The - , / and *, all these operators work in the same way.
They all deal with two operands at once!
Now the associativity part comes into play.
When all the operators are of same precedence level (take the example above for illustration) Associativity tells us from which way the operators will start working on.

For,
3 + 4 + 5 + 5

The computer will solve it as follows,
 3 + 4 + 5 + 5
=7 + 5 + 5
=12 + 5
=17
See, how this works from left to right?
This is associativity.
The associativity for the Additive operator is Left to Right.


So, here’s the rule of thumb,
  •  First comes Operator Precedence Level
  •  If and only if all the operators are of same Precedence Level, then comes associativity.
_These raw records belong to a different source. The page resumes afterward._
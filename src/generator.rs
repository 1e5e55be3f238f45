//! Metric generators with simple random-walk patterns.

use crate::error::{Error, Result};
use crate::fleet::{CORES, DEVICES, Fleet, INTERFACES};
use crate::point::Point;
use rand::{Rng, SeedableRng, rngs::StdRng};
use std::time::{Duration, SystemTime, UNIX_EPOCH};

const MINUTE_NS: i64 = 60_000_000_000;

/// Measurement families produced by [`Generator`].
#[derive(Debug, Clone, Copy, PartialEq, Eq)]
pub enum Measurement {
    Cpu,
    Memory,
    Disk,
    Network,
    Temperature,
}

impl Measurement {
    /// Generation order.
    pub const ALL: [Measurement; 5] = [
        Measurement::Cpu,
        Measurement::Memory,
        Measurement::Disk,
        Measurement::Network,
        Measurement::Temperature,
    ];

    pub fn as_str(&self) -> &'static str {
        match self {
            Measurement::Cpu => "cpu",
            Measurement::Memory => "memory",
            Measurement::Disk => "disk",
            Measurement::Network => "network",
            Measurement::Temperature => "temperature",
        }
    }

    pub fn tag_keys(&self) -> &'static [&'static str] {
        match self {
            Measurement::Cpu => &["host", "region", "core"],
            Measurement::Memory => &["host", "region"],
            Measurement::Disk => &["host", "region", "device"],
            Measurement::Network => &["host", "region", "interface"],
            Measurement::Temperature => &["host", "room"],
        }
    }

    pub fn field_keys(&self) -> &'static [&'static str] {
        match self {
            Measurement::Network => &["bytes_in", "bytes_out"],
            Measurement::Temperature => &["celsius"],
            _ => &["value"],
        }
    }

    /// Number of series per host.
    pub fn series_per_host(&self) -> usize {
        match self {
            Measurement::Cpu => CORES,
            Measurement::Disk => DEVICES.len(),
            Measurement::Network => INTERFACES.len(),
            Measurement::Memory | Measurement::Temperature => 1,
        }
    }
}

impl std::fmt::Display for Measurement {
    fn fmt(&self, f: &mut std::fmt::Formatter<'_>) -> std::fmt::Result {
        f.write_str(self.as_str())
    }
}

/// A run of whole minutes starting at `start_ns`.
#[derive(Debug, Clone, Copy, PartialEq, Eq)]
pub struct Window {
    pub start_ns: i64,
    pub minutes: usize,
}

impl Window {
    pub fn new(start_ns: i64, minutes: usize) -> Self {
        Self { start_ns, minutes }
    }

    /// The `minutes` long window that ends at the current wall clock time.
    ///
    /// Fails when the window would start before the Unix epoch.
    pub fn ending_now(minutes: usize) -> Result<Self> {
        let now = SystemTime::now()
            .duration_since(UNIX_EPOCH)
            .unwrap_or(Duration::ZERO)
            .as_nanos();
        let now = i64::try_from(now).unwrap_or(i64::MAX);

        let start_ns = span_ns(minutes)
            .and_then(|span| now.checked_sub(span))
            .filter(|start| *start >= 0)
            .ok_or_else(|| {
                Error::Config(format!("a {} minute window reaches before 1970", minutes))
            })?;

        Ok(Self::new(start_ns, minutes))
    }

    pub fn timestamp(&self, minute: usize) -> i64 {
        self.start_ns + minute as i64 * MINUTE_NS
    }

    fn timestamps(&self) -> impl Iterator<Item = i64> + '_ {
        (0..self.minutes).map(|minute| self.timestamp(minute))
    }
}

/// Length of `minutes` in nanoseconds, `None` if it does not fit an `i64`.
pub(crate) fn span_ns(minutes: usize) -> Option<i64> {
    i64::try_from(minutes).ok()?.checked_mul(MINUTE_NS)
}

/// Produces points for every measurement over a [`Window`].
///
/// Walk state (memory baselines, disk usage, temperatures) lives only for the
/// duration of one call; consecutive calls start fresh.
pub struct Generator {
    rng: StdRng,
    fleet: Fleet,
}

impl Generator {
    pub fn new(fleet: Fleet, seed: Option<u64>) -> Self {
        let rng = match seed {
            Some(seed) => StdRng::seed_from_u64(seed),
            None => StdRng::from_os_rng(),
        };

        Self { rng, fleet }
    }

    pub fn generate(&mut self, measurement: Measurement, window: &Window) -> Vec<Point> {
        match measurement {
            Measurement::Cpu => self.cpu(window),
            Measurement::Memory => self.memory(window),
            Measurement::Disk => self.disk(window),
            Measurement::Network => self.network(window),
            Measurement::Temperature => self.temperature(window),
        }
    }

    /// Runs every generator once, in [`Measurement::ALL`] order.
    pub fn generate_all(&mut self, window: &Window) -> Vec<(Measurement, Vec<Point>)> {
        Measurement::ALL
            .into_iter()
            .map(|measurement| (measurement, self.generate(measurement, window)))
            .collect()
    }

    /// Number of points `measurement` yields over `window`.
    ///
    /// Saturates instead of overflowing.
    pub fn expected_len(&self, measurement: Measurement, window: &Window) -> usize {
        window
            .minutes
            .saturating_mul(self.fleet.len())
            .saturating_mul(measurement.series_per_host())
    }

    /// Per-core utilisation in percent.
    pub fn cpu(&mut self, window: &Window) -> Vec<Point> {
        let mut points = Vec::with_capacity(self.expected_len(Measurement::Cpu, window));

        for timestamp in window.timestamps() {
            for (i, host) in self.fleet.hosts().iter().enumerate() {
                for core in 0..CORES {
                    let base_load = self.rng.random_range(20.0..50.0);
                    let noise = gauss(&mut self.rng, 0.0, 5.0);
                    let peak = if self.rng.random_bool(0.1) {
                        self.rng.random_range(0.0..30.0)
                    } else {
                        0.0
                    };

                    let value = (base_load + noise + peak).clamp(0.0, 100.0);

                    points.push(
                        Point::new("cpu", timestamp)
                            .tag("host", host.as_str())
                            .tag("region", self.fleet.region(i))
                            .tag("core", core.to_string())
                            .field("value", value, 2),
                    );
                }
            }
        }

        points
    }

    /// Used memory in MiB; grows slowly with occasional reclamation drops.
    pub fn memory(&mut self, window: &Window) -> Vec<Point> {
        let mut points = Vec::with_capacity(self.expected_len(Measurement::Memory, window));
        let mut used: Vec<f64> = (0..self.fleet.len())
            .map(|_| self.rng.random_range(4000.0..6000.0))
            .collect();

        for timestamp in window.timestamps() {
            for (i, host) in self.fleet.hosts().iter().enumerate() {
                if self.rng.random_bool(0.1) {
                    used[i] -= self.rng.random_range(500.0..2000.0);
                } else {
                    used[i] += self.rng.random_range(0.0..200.0);
                }
                used[i] = used[i].clamp(1024.0, 8192.0);

                points.push(
                    Point::new("memory", timestamp)
                        .tag("host", host.as_str())
                        .tag("region", self.fleet.region(i))
                        .field("value", used[i], 0),
                );
            }
        }

        points
    }

    /// Used disk space in MiB per device; only ever grows.
    pub fn disk(&mut self, window: &Window) -> Vec<Point> {
        let mut points = Vec::with_capacity(self.expected_len(Measurement::Disk, window));
        let mut used: Vec<f64> = (0..self.fleet.len() * DEVICES.len())
            .map(|_| self.rng.random_range(1000.0..5000.0))
            .collect();

        for timestamp in window.timestamps() {
            for (i, host) in self.fleet.hosts().iter().enumerate() {
                for (d, device) in DEVICES.iter().enumerate() {
                    let slot = &mut used[i * DEVICES.len() + d];
                    *slot = (*slot + self.rng.random_range(0.0..100.0)).clamp(0.0, 10000.0);

                    points.push(
                        Point::new("disk", timestamp)
                            .tag("host", host.as_str())
                            .tag("region", self.fleet.region(i))
                            .tag("device", *device)
                            .field("value", *slot, 0),
                    );
                }
            }
        }

        points
    }

    /// Bytes in and out per interface, with rare traffic spikes.
    pub fn network(&mut self, window: &Window) -> Vec<Point> {
        let mut points = Vec::with_capacity(self.expected_len(Measurement::Network, window));

        for timestamp in window.timestamps() {
            for (i, host) in self.fleet.hosts().iter().enumerate() {
                for interface in INTERFACES {
                    let mut bytes_in = self.rng.random_range(100.0..1000.0);
                    let mut bytes_out = self.rng.random_range(50.0..500.0);

                    if self.rng.random_bool(0.05) {
                        bytes_in *= self.rng.random_range(2.0..5.0);
                        bytes_out *= self.rng.random_range(2.0..5.0);
                    }

                    points.push(
                        Point::new("network", timestamp)
                            .tag("host", host.as_str())
                            .tag("region", self.fleet.region(i))
                            .tag("interface", *interface)
                            .field("bytes_in", bytes_in, 0)
                            .field("bytes_out", bytes_out, 0),
                    );
                }
            }
        }

        points
    }

    /// Host temperature in degrees Celsius, drifting slowly.
    pub fn temperature(&mut self, window: &Window) -> Vec<Point> {
        let mut points = Vec::with_capacity(self.expected_len(Measurement::Temperature, window));
        let mut celsius: Vec<f64> = (0..self.fleet.len())
            .map(|_| self.rng.random_range(20.0..25.0))
            .collect();

        for timestamp in window.timestamps() {
            for (i, host) in self.fleet.hosts().iter().enumerate() {
                celsius[i] = (celsius[i] + gauss(&mut self.rng, 0.0, 0.2)).clamp(15.0, 35.0);

                points.push(
                    Point::new("temperature", timestamp)
                        .tag("host", host.as_str())
                        .tag("room", self.fleet.room(i))
                        .field("celsius", celsius[i], 2),
                );
            }
        }

        points
    }
}

/// Normally distributed sample using the Box-Muller transform.
fn gauss<R: Rng>(rng: &mut R, mean: f64, std_dev: f64) -> f64 {
    // u1 in (0, 1] so ln(u1) stays finite
    let u1 = 1.0 - rng.random::<f64>();
    let u2 = rng.random::<f64>();
    let z = (-2.0 * u1.ln()).sqrt() * (2.0 * std::f64::consts::PI * u2).cos();
    mean + std_dev * z
}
Let’s evaluate another example,

  3 + 5 + 8 / 2 + 5 * 2

First, as the / and * operators are of higher precedence level than the + operator, this two will be calculated first.
But then again / and * operators are of same precedence level as well. So, associativity comes into play!
The leftmost operator, in this case, the / operator will be calculated first. So,

=3 + 5 + 4 + 5 * 2              

Now, the * operator will be calculated as it’s of higher precedence level than the + operator.

=3 + 5 + 4 + 10                   
Now again all the operators are of same precedence level. So, associativity comes into play once more! The rest is simple!

=8 + 4 + 10
=12 + 10
=24


Now, lets look at the following line of code,

x++;

Here, the ++ operator is called the (post) increment operator.
It operates only on one operand, in this case x.
That’s why it’s called a Unary Operator.
Unary means consisting of a single element (in this case, single operand!).